Als het onderzoek de foetus niet ten goede kan komen, moeten de resultaten kunnen bijdragen aan de diagnostiek, de voorkoming of behandeling van ernstige aandoeningen bij ándere foetussen. Bovendien wordt dus vereist dat de bezwaren en de risico’s voor de desbetreffende foetus en de zwangere vrouw minimaal zijn.

Bovendien geldt daarnaast de voorwaarde dat de zwangere vrouwen uitgebreid worden geïnformeerd over aard en doel van het onderzoek, en de mogelijke – hooguit minimale – risico’s en bezwaren.
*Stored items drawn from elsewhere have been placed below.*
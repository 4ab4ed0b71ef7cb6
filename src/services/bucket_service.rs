use std::collections::HashMap;

use chrono::{Datelike, Duration, NaiveDate, NaiveDateTime, NaiveTime};
use chrono_tz::Tz;
use tracing::debug;

use crate::models::climb::ClimbRecord;
use crate::models::stats::{Bucket, TimeScale};
use crate::utils::dates::{day_label, month_label, DAY_LABELS};

const MONTHS_IN_WINDOW: usize = 12;

/// Sunday 00:00:00.000 through Saturday 23:59:59.999 of one calendar week.
#[derive(Debug, Clone, Copy, PartialEq, Eq)]
pub struct WeekSpan {
    pub start: NaiveDateTime,
    pub end: NaiveDateTime,
}

impl WeekSpan {
    pub fn containing(reference: NaiveDate) -> Self {
        let offset = i64::from(reference.weekday().num_days_from_sunday());
        let sunday = reference - Duration::days(offset);
        let start = sunday.and_time(NaiveTime::MIN);
        let end = (sunday + Duration::days(7)).and_time(NaiveTime::MIN) - Duration::milliseconds(1);
        Self { start, end }
    }

    pub fn contains(&self, at: NaiveDateTime) -> bool {
        at >= self.start && at <= self.end
    }
}

#[derive(Debug, Clone, Copy, PartialEq, Eq, Hash)]
pub struct MonthKey {
    pub month0: u32,
    pub year: i32,
}

impl MonthKey {
    pub fn of(at: NaiveDateTime) -> Self {
        Self {
            month0: at.month0(),
            year: at.year(),
        }
    }

    pub fn label(&self) -> &'static str {
        month_label(self.month0)
    }
}

/// The twelve (month, year) keys ending at the reference month, oldest first.
pub fn trailing_months(reference: NaiveDate) -> Vec<MonthKey> {
    let mut month0 = reference.month0() as i32;
    let mut year = reference.year();
    let mut keys = Vec::with_capacity(MONTHS_IN_WINDOW);

    for _ in 0..MONTHS_IN_WINDOW {
        keys.push(MonthKey {
            month0: month0 as u32,
            year,
        });
        month0 -= 1;
        if month0 < 0 {
            month0 = 11;
            year -= 1;
        }
    }

    keys.reverse();
    keys
}

/// Counts climbs per bucket for the bar chart. Climbs without a usable date
/// are left out.
pub fn bucketize(
    records: &[ClimbRecord],
    scale: TimeScale,
    reference: NaiveDate,
    tz: Tz,
) -> Vec<Bucket> {
    let dated = local_datetimes(records, tz);

    let buckets = match scale {
        TimeScale::Week => week_buckets(&dated, reference),
        TimeScale::Month => month_buckets(&dated, reference),
        TimeScale::Year => year_buckets(&dated),
    };

    debug!(
        target: "app::stats",
        scale = %scale,
        records = records.len(),
        buckets = buckets.len(),
        "bucketized climbs"
    );
    buckets
}

pub(crate) fn local_datetimes(records: &[ClimbRecord], tz: Tz) -> Vec<NaiveDateTime> {
    let parsed: Vec<NaiveDateTime> = records
        .iter()
        .filter_map(|record| record.local_datetime(tz))
        .collect();

    let skipped = records.len() - parsed.len();
    if skipped > 0 {
        debug!(target: "app::stats", skipped, "skipping climbs without a parseable date");
    }
    parsed
}

fn week_buckets(dated: &[NaiveDateTime], reference: NaiveDate) -> Vec<Bucket> {
    let span = WeekSpan::containing(reference);
    let mut buckets: Vec<Bucket> = DAY_LABELS.iter().map(|label| Bucket::empty(*label)).collect();

    for at in dated.iter().filter(|at| span.contains(**at)) {
        let index = at.weekday().num_days_from_sunday() as usize;
        buckets[index].count += 1;
    }

    buckets
}

fn month_buckets(dated: &[NaiveDateTime], reference: NaiveDate) -> Vec<Bucket> {
    let keys = trailing_months(reference);
    let positions: HashMap<MonthKey, usize> = keys
        .iter()
        .enumerate()
        .map(|(index, key)| (*key, index))
        .collect();
    let mut buckets: Vec<Bucket> = keys.iter().map(|key| Bucket::empty(key.label())).collect();

    for at in dated {
        if let Some(index) = positions.get(&MonthKey::of(*at)) {
            buckets[*index].count += 1;
        }
    }

    buckets
}

fn year_buckets(dated: &[NaiveDateTime]) -> Vec<Bucket> {
    let mut buckets: Vec<Bucket> = Vec::new();
    let mut positions: HashMap<i32, usize> = HashMap::new();

    for at in dated {
        let index = *positions.entry(at.year()).or_insert_with(|| {
            buckets.push(Bucket::empty(at.year().to_string()));
            buckets.len() - 1
        });
        buckets[index].count += 1;
    }

    buckets
}

/// Day-of-week label for a local timestamp, matching the week buckets.
pub fn weekday_label(at: NaiveDateTime) -> &'static str {
    day_label(at.weekday().num_days_from_sunday())
}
Pas als het onderzoek is goedgekeurd én door de zwangere vrouwen toestemming op basis van goede informatie is gegeven, mag het onderzoek worden uitgevoerd.

Voor die beoordeling en goedkeuring hebben we een professioneel netwerk van toetsingscommissies. De CCMO ziet er middels de afgifte van erkenningen en toezicht op de werkzaamheden op toe dat de commissies zijn voorzien van de juiste deskundigheid, dat op voorhand geen sprake is van conflicterende belangen, dat de werkwijze correct is en de toetsing ook deugdelijk plaatsvindt.

Voorzien is in maatregelen om de onafhankelijkheid van de commissieleden te waarborgen, en het kennisniveau middels nascholing op peil te houden. Ook de CCMO zelf wordt met de nodige zorgvuldigheid, volgens de in de wet opgenomen regels betreffende deskundigheid, samengesteld.

De kwaliteit van ons toetsingssysteem biedt naar mijn mening voldoende garantie dat de bescherming die met de wet wordt beoogd ook op een adequate manier wordt vormgegeven.

In haar jaarverslag besteedt de CCMO aandacht aan de ontwikkelingen op het gebied van onderzoek met embryo’s en geslachtscellen. Het jaarverslag van 2012, dat net is verschenen, zal ik – zoals te doen gebruikelijk – direct aan u doorsturen. Voorts zal ik de CCMO vragen de ontwikkelingen op het gebied van onderzoek dat door dit wetsvoorstel mogelijk wordt nauwlettend in de gaten te houden, en hier expliciet verslag over te doen in volgende jaarverslagen.

De minister van Volksgezondheid, Welzijn en Sport, E.I. Schippers


X Noot
1

Minimale risico’s en bezwaren zijn verder o.a. genoemd in het ICH-richtsnoer voor Good Clinical Practice, de Verklaring van Helsinki, Europees verdrag voor de rechten van de mens en de biogeneeskunde en de EU-Richtlijn klinische proeven (2001/20/EG).